**Entries shown:**
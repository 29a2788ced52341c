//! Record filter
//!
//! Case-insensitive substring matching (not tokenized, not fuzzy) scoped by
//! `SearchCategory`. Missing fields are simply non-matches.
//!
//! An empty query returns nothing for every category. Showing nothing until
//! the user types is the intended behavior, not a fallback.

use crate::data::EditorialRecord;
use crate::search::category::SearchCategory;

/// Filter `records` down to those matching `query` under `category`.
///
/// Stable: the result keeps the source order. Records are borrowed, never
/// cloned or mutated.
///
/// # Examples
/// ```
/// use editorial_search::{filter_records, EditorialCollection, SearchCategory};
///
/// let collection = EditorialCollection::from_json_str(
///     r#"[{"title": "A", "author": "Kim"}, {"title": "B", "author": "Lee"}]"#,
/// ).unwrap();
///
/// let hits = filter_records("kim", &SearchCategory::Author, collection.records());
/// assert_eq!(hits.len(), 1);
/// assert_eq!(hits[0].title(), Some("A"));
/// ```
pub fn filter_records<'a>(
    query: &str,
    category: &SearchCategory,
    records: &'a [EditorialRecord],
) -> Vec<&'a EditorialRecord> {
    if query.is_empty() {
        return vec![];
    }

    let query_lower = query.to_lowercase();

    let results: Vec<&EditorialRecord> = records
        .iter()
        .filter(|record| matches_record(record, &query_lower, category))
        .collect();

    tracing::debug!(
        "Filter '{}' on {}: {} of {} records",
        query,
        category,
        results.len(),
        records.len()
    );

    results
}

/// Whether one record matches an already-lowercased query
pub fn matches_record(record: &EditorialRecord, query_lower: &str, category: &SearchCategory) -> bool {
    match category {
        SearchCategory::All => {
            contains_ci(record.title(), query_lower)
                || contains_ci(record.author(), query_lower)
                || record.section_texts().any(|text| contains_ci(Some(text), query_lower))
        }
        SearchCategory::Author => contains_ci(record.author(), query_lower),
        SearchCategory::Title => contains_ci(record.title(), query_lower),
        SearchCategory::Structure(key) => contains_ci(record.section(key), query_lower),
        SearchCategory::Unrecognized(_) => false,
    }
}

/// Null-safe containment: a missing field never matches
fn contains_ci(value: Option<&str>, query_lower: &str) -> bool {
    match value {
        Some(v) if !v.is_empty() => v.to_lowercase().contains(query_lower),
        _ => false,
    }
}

**Exercise details:** Reading down the material above, count how many lines contain the word "value". Respond with the number by itself.

**Answer to the exercise:** 2